== Segment start ==

use crate::output::{print_json, print_table};
use anyhow::Context;
use clap::Subcommand;
use scratch_core::config::Config;
use scratch_core::llm::{Dispatcher, HttpBackend, LlmSettings, Request};
use scratch_core::settings::Settings;
use scratch_core::types::ProviderKind;
use std::path::{Path, PathBuf};

#[derive(Subcommand)]
pub enum LlmSubcommand {
    /// Send one prompt and print the reply
    Query {
        /// Prompt text
        #[arg(long)]
        prompt: String,
        /// Provider: openai, anthropic, deepseek, gemini, azure, local
        #[arg(long)]
        provider: Option<ProviderKind>,
        /// Model (default: the provider's configured default)
        #[arg(long)]
        model: Option<String>,
        /// Image file to attach (providers with image input only)
        #[arg(long)]
        image: Option<PathBuf>,
    },
    /// List providers, their default models and credential status
    Providers,
}

pub fn run(root: &Path, subcmd: LlmSubcommand, json: bool) -> anyhow::Result<()> {
    let config = Config::load_or_default(root).context("failed to load config")?;
    let settings = Settings::load(root).context("failed to read environment")?;
    let llm = LlmSettings::resolve(&config, &settings)?;

    match subcmd {
        LlmSubcommand::Query {
            prompt,
            provider,
            model,
            image,
        } => {
            let request = Request {
                prompt,
                image: image.map(|p| scratch_core::paths::resolve(root, &p)),
                provider,
                model,
            };
            query(&llm, &request, json)
        }
        LlmSubcommand::Providers => providers(&llm, json),
    }
}

fn query(llm: &LlmSettings, request: &Request, json: bool) -> anyhow::Result<()> {
    let backend = HttpBackend::new()?;
    let response = Dispatcher::new(llm, backend).dispatch(request)?;

    if json {
        print_json(&response)?;
    } else {
        println!("{}", response.text);
    }
    Ok(())
}

fn providers(llm: &LlmSettings, json: bool) -> anyhow::Result<()> {
    if json {
        let items: Vec<serde_json::Value> = llm
            .profiles
            .values()
            .map(|p| {
                serde_json::json!({
                    "provider": p.kind,
                    "default": p.kind == llm.default_provider,
                    "default_model": p.default_model,
                    "supports_images": p.supports_images,
                    "credential_key": p.credential_key,
                    "credential_set": p.has_credential(),
                    "base_url": p.base_url,
                })
            })
            .collect();
        print_json(&items)?;
        return Ok(());
    }

    let rows: Vec<Vec<String>> = llm
        .profiles
        .values()
        .map(|p| {
            let name = if p.kind == llm.default_provider {
                format!("{} (default)", p.kind)
            } else {
                p.kind.to_string()
            };
            let credential = match (p.credential_key, p.has_credential()) {
                (None, _) => "not required".to_string(),
                (Some(_), true) => "set".to_string(),
                (Some(key), false) => format!("missing ({key})"),
            };
            vec![
                name,
                p.default_model.clone(),
                if p.supports_images { "yes" } else { "no" }.to_string(),
                credential,
            ]
        })
        .collect();
    print_table(&["PROVIDER", "DEFAULT MODEL", "IMAGES", "CREDENTIAL"], &rows);
    Ok(())
}
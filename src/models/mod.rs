//! Data models module
//!
//! This module contains all data structures used throughout the application

pub mod event;
pub mod band;
pub mod vote;
pub mod photo;

// Re-export commonly used models
pub use event::{Event, EventStatus, UpdateEventStatusRequest, BandTally};
pub use band::Band;
pub use vote::{Vote, VoteStatus, SubmitVoteRequest, CreateVoteRequest};
pub use photo::{Photo, PhotoFilter};
//! HTTP handlers
//!
//! Thin axum handlers translating requests into service calls.

pub mod events;
pub mod health;
pub mod photos;
pub mod votes;
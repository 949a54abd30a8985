//! Event model

use std::fmt;
use std::str::FromStr;
use serde::{Deserialize, Serialize};
use chrono::{DateTime, Utc};
use sqlx::FromRow;
use uuid::Uuid;

#[derive(Debug, Clone, Serialize, Deserialize, FromRow)]
pub struct Event {
    pub id: Uuid,
    pub name: String,
    pub date: DateTime<Utc>,
    pub location: Option<String>,
    pub status: String,
    pub created_at: DateTime<Utc>,
    pub updated_at: DateTime<Utc>,
}

impl Event {
    /// Typed status; unknown values read as `Upcoming`
    pub fn status(&self) -> EventStatus {
        self.status.parse().unwrap_or(EventStatus::Upcoming)
    }

    pub fn is_voting_open(&self) -> bool {
        self.status() == EventStatus::Voting
    }
}

#[derive(Debug, Clone, Copy, PartialEq, Eq, Serialize, Deserialize)]
#[serde(rename_all = "lowercase")]
pub enum EventStatus {
    Upcoming,
    Voting,
    Finalized,
}

impl EventStatus {
    pub fn as_str(&self) -> &'static str {
        match self {
            EventStatus::Upcoming => "upcoming",
            EventStatus::Voting => "voting",
            EventStatus::Finalized => "finalized",
        }
    }
}

impl fmt::Display for EventStatus {
    fn fmt(&self, f: &mut fmt::Formatter<'_>) -> fmt::Result {
        f.write_str(self.as_str())
    }
}

impl FromStr for EventStatus {
    type Err = String;

    fn from_str(s: &str) -> Result<Self, Self::Err> {
        match s {
            "upcoming" => Ok(EventStatus::Upcoming),
            "voting" => Ok(EventStatus::Voting),
            "finalized" => Ok(EventStatus::Finalized),
            other => Err(format!("unknown event status: {}", other)),
        }
    }
}

#[derive(Debug, Clone, Serialize, Deserialize)]
pub struct UpdateEventStatusRequest {
    pub status: EventStatus,
}

/// Approved vote count for one band
#[derive(Debug, Clone, Serialize, Deserialize, FromRow)]
#[serde(rename_all = "camelCase")]
pub struct BandTally {
    pub band_id: Uuid,
    pub band_name: String,
    pub running_order: i32,
    pub votes: i64,
}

== Segment end ==

Copy out only the lines of the records above from the one with "provider's configured default)" through the one with "let backend = HttpBackend::new()?;", exactly as they stand, both included.

        /// Model (default: the provider's configured default)
        #[arg(long)]
        model: Option<String>,
        /// Image file to attach (providers with image input only)
        #[arg(long)]
        image: Option<PathBuf>,
    },
    /// List providers, their default models and credential status
    Providers,
}

pub fn run(root: &Path, subcmd: LlmSubcommand, json: bool) -> anyhow::Result<()> {
    let config = Config::load_or_default(root).context("failed to load config")?;
    let settings = Settings::load(root).context("failed to read environment")?;
    let llm = LlmSettings::resolve(&config, &settings)?;

    match subcmd {
        LlmSubcommand::Query {
            prompt,
            provider,
            model,
            image,
        } => {
            let request = Request {
                prompt,
                image: image.map(|p| scratch_core::paths::resolve(root, &p)),
                provider,
                model,
            };
            query(&llm, &request, json)
        }
        LlmSubcommand::Providers => providers(&llm, json),
    }
}

fn query(llm: &LlmSettings, request: &Request, json: bool) -> anyhow::Result<()> {
    let backend = HttpBackend::new()?;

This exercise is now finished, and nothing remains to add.